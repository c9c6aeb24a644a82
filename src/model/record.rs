//! Ledger records as delivered by a `Ledger` source and validated at the fetch boundary.
//!
//! Sources send loosely-typed JSON using the ERP's short column names (`nature`, `descri`,
//! `debcrd`, `histor`, `emissao`, `baixa`) or the descriptive names used when this crate serializes
//! the same data. Both are accepted. Everything past this module works with the strict types.

use crate::model::{Amount, LedgerDate};
use serde::de::{self, Visitor};
use serde::{Deserialize, Deserializer, Serialize};
use std::collections::BTreeMap;
use std::fmt::Formatter;
use tracing::trace;

/// The debit/credit flag value that marks a countable ledger debit.
pub const VALID_DEBIT: &str = "2";

/// A single ledger line.
#[derive(Debug, Clone, Default, Eq, PartialEq, Serialize)]
#[serde(rename_all = "camelCase")]
pub struct TransactionRecord {
    nature_code: String,
    description: String,
    value: Amount,
    #[serde(skip_serializing_if = "Option::is_none")]
    debit_credit: Option<String>,
    #[serde(skip_serializing_if = "Option::is_none")]
    history: Option<String>,
    #[serde(skip_serializing_if = "Option::is_none")]
    date: Option<LedgerDate>,
    #[serde(skip_serializing_if = "Option::is_none")]
    emission_date: Option<LedgerDate>,
    #[serde(skip_serializing_if = "Option::is_none")]
    settlement_date: Option<LedgerDate>,
}

impl TransactionRecord {
    pub fn new(
        nature_code: impl Into<String>,
        description: impl Into<String>,
        value: impl Into<Amount>,
    ) -> Self {
        Self {
            nature_code: nature_code.into().trim().to_string(),
            description: description.into().trim().to_string(),
            value: value.into(),
            ..Default::default()
        }
    }

    pub fn with_debit_credit(mut self, flag: impl Into<String>) -> Self {
        self.debit_credit = Some(flag.into().trim().to_string());
        self
    }

    pub fn with_history(mut self, history: impl Into<String>) -> Self {
        self.history = Some(history.into());
        self
    }

    /// Sets the movement date from a raw `YYYYMMDD` string. Invalid strings clear it.
    pub fn with_date(mut self, date: &str) -> Self {
        self.date = LedgerDate::parse(date);
        self
    }

    pub fn with_emission_date(mut self, date: &str) -> Self {
        self.emission_date = LedgerDate::parse(date);
        self
    }

    pub fn with_settlement_date(mut self, date: &str) -> Self {
        self.settlement_date = LedgerDate::parse(date);
        self
    }

    pub fn nature_code(&self) -> &str {
        &self.nature_code
    }

    pub fn description(&self) -> &str {
        &self.description
    }

    pub fn value(&self) -> Amount {
        self.value
    }

    pub fn debit_credit(&self) -> Option<&str> {
        self.debit_credit.as_deref()
    }

    pub fn history(&self) -> Option<&str> {
        self.history.as_deref()
    }

    pub fn date(&self) -> Option<LedgerDate> {
        self.date
    }

    pub fn emission_date(&self) -> Option<LedgerDate> {
        self.emission_date
    }

    pub fn settlement_date(&self) -> Option<LedgerDate> {
        self.settlement_date
    }

    /// True when the debit/credit flag marks a valid ledger debit. Only such records are counted.
    pub fn is_valid_debit(&self) -> bool {
        self.debit_credit() == Some(VALID_DEBIT)
    }

    /// The date a leaf contributes to the month filter: the movement date, else the settlement
    /// date, else the emission date.
    pub fn effective_date(&self) -> Option<LedgerDate> {
        self.date.or(self.settlement_date).or(self.emission_date)
    }
}

/// A pre-aggregated row from sources that only provide `code -> value/count` without the
/// intermediate nature code. Used by the two-level fallback.
#[derive(Debug, Clone, Default, Eq, PartialEq, Serialize, Deserialize)]
#[serde(rename_all = "camelCase")]
pub struct AggregateRow {
    #[serde(alias = "nature", deserialize_with = "lenient_string")]
    pub code: String,
    #[serde(default, alias = "descri", deserialize_with = "lenient_string")]
    pub description: String,
    #[serde(default)]
    pub value: Amount,
    #[serde(default)]
    pub count: u64,
    #[serde(default, skip_serializing_if = "Vec::is_empty")]
    pub dates: Vec<String>,
}

/// Everything a `Ledger` returns for one project.
#[derive(Debug, Clone, Default, Eq, PartialEq, Serialize, Deserialize)]
#[serde(from = "RawLedgerData", rename_all = "camelCase")]
pub struct LedgerData {
    /// Validated ledger lines.
    pub records: Vec<TransactionRecord>,
    /// Descriptions keyed by intermediate ("child nature") code.
    #[serde(skip_serializing_if = "BTreeMap::is_empty")]
    pub intermediate_labels: BTreeMap<String, String>,
    /// Legacy two-level aggregates, present only for sources without intermediate codes.
    #[serde(skip_serializing_if = "Vec::is_empty")]
    pub aggregates: Vec<AggregateRow>,
    /// Reconciliation total reported by the source, for display only.
    #[serde(skip_serializing_if = "Option::is_none")]
    pub total: Option<Amount>,
    /// Reconciliation record count reported by the source, for display only.
    #[serde(skip_serializing_if = "Option::is_none")]
    pub total_count: Option<u64>,
}

impl LedgerData {
    pub fn new(records: Vec<TransactionRecord>) -> Self {
        Self {
            records,
            ..Default::default()
        }
    }

    pub fn with_label(mut self, code: impl Into<String>, label: impl Into<String>) -> Self {
        self.intermediate_labels.insert(code.into(), label.into());
        self
    }
}

/// The loosely-typed wire form of `LedgerData`.
#[derive(Debug, Default, Deserialize)]
#[serde(rename_all = "camelCase")]
struct RawLedgerData {
    #[serde(default, alias = "movements")]
    records: Vec<RawRecord>,
    #[serde(default, alias = "labels", alias = "dataBySubrub")]
    intermediate_labels: BTreeMap<String, String>,
    #[serde(default)]
    aggregates: Vec<AggregateRow>,
    #[serde(default)]
    total: Option<Amount>,
    #[serde(default, alias = "totalTransactions")]
    total_count: Option<u64>,
}

impl From<RawLedgerData> for LedgerData {
    fn from(raw: RawLedgerData) -> Self {
        let received = raw.records.len();
        let records: Vec<TransactionRecord> =
            raw.records.into_iter().filter_map(RawRecord::validate).collect();
        trace!(
            "Validated {} of {} records at the fetch boundary",
            records.len(),
            received
        );
        Self {
            records,
            intermediate_labels: raw
                .intermediate_labels
                .into_iter()
                .map(|(k, v)| (k.trim().to_string(), v.trim().to_string()))
                .collect(),
            aggregates: raw.aggregates,
            total: raw.total,
            total_count: raw.total_count,
        }
    }
}

/// The loosely-typed wire form of `TransactionRecord`.
#[derive(Debug, Default, Deserialize)]
#[serde(rename_all = "camelCase")]
struct RawRecord {
    #[serde(default, alias = "nature", deserialize_with = "lenient_string")]
    nature_code: String,
    #[serde(default, alias = "descri", deserialize_with = "lenient_string")]
    description: String,
    #[serde(default)]
    value: Amount,
    #[serde(default, alias = "debcrd", deserialize_with = "lenient_opt_string")]
    debit_credit: Option<String>,
    #[serde(default, alias = "histor")]
    history: Option<String>,
    #[serde(default, deserialize_with = "lenient_opt_string")]
    date: Option<String>,
    #[serde(default, alias = "emissao", deserialize_with = "lenient_opt_string")]
    emission_date: Option<String>,
    #[serde(default, alias = "baixa", deserialize_with = "lenient_opt_string")]
    settlement_date: Option<String>,
}

impl RawRecord {
    /// Converts to a strict record. Records without a nature code cannot be placed in the
    /// hierarchy and are dropped.
    fn validate(self) -> Option<TransactionRecord> {
        let nature_code = self.nature_code.trim().to_string();
        if nature_code.is_empty() {
            trace!("Dropping record without nature code: {:?}", self.description);
            return None;
        }
        Some(TransactionRecord {
            nature_code,
            description: self.description.trim().to_string(),
            value: self.value,
            debit_credit: self
                .debit_credit
                .map(|s| s.trim().to_string())
                .filter(|s| !s.is_empty()),
            history: self.history.filter(|s| !s.trim().is_empty()),
            date: LedgerDate::parse_opt(self.date.as_deref()),
            emission_date: LedgerDate::parse_opt(self.emission_date.as_deref()),
            settlement_date: LedgerDate::parse_opt(self.settlement_date.as_deref()),
        })
    }
}

/// Deserializes a string that sources sometimes send as a number or `null`.
fn lenient_string<'de, D>(deserializer: D) -> Result<String, D::Error>
where
    D: Deserializer<'de>,
{
    Ok(lenient_opt_string(deserializer)?.unwrap_or_default())
}

fn lenient_opt_string<'de, D>(deserializer: D) -> Result<Option<String>, D::Error>
where
    D: Deserializer<'de>,
{
    struct LenientVisitor;

    impl<'de> Visitor<'de> for LenientVisitor {
        type Value = Option<String>;

        fn expecting(&self, f: &mut Formatter<'_>) -> std::fmt::Result {
            f.write_str("a string, a number or null")
        }

        fn visit_str<E: de::Error>(self, v: &str) -> Result<Self::Value, E> {
            Ok(Some(v.to_string()))
        }

        fn visit_i64<E: de::Error>(self, v: i64) -> Result<Self::Value, E> {
            Ok(Some(v.to_string()))
        }

        fn visit_u64<E: de::Error>(self, v: u64) -> Result<Self::Value, E> {
            Ok(Some(v.to_string()))
        }

        fn visit_f64<E: de::Error>(self, v: f64) -> Result<Self::Value, E> {
            Ok(Some(v.to_string()))
        }

        fn visit_unit<E: de::Error>(self) -> Result<Self::Value, E> {
            Ok(None)
        }

        fn visit_none<E: de::Error>(self) -> Result<Self::Value, E> {
            Ok(None)
        }
    }

    deserializer.deserialize_any(LenientVisitor)
}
□ □ □
Your goal>
Only a number is wanted here: the count of lines in the data that include the word "without".

Finished task>
4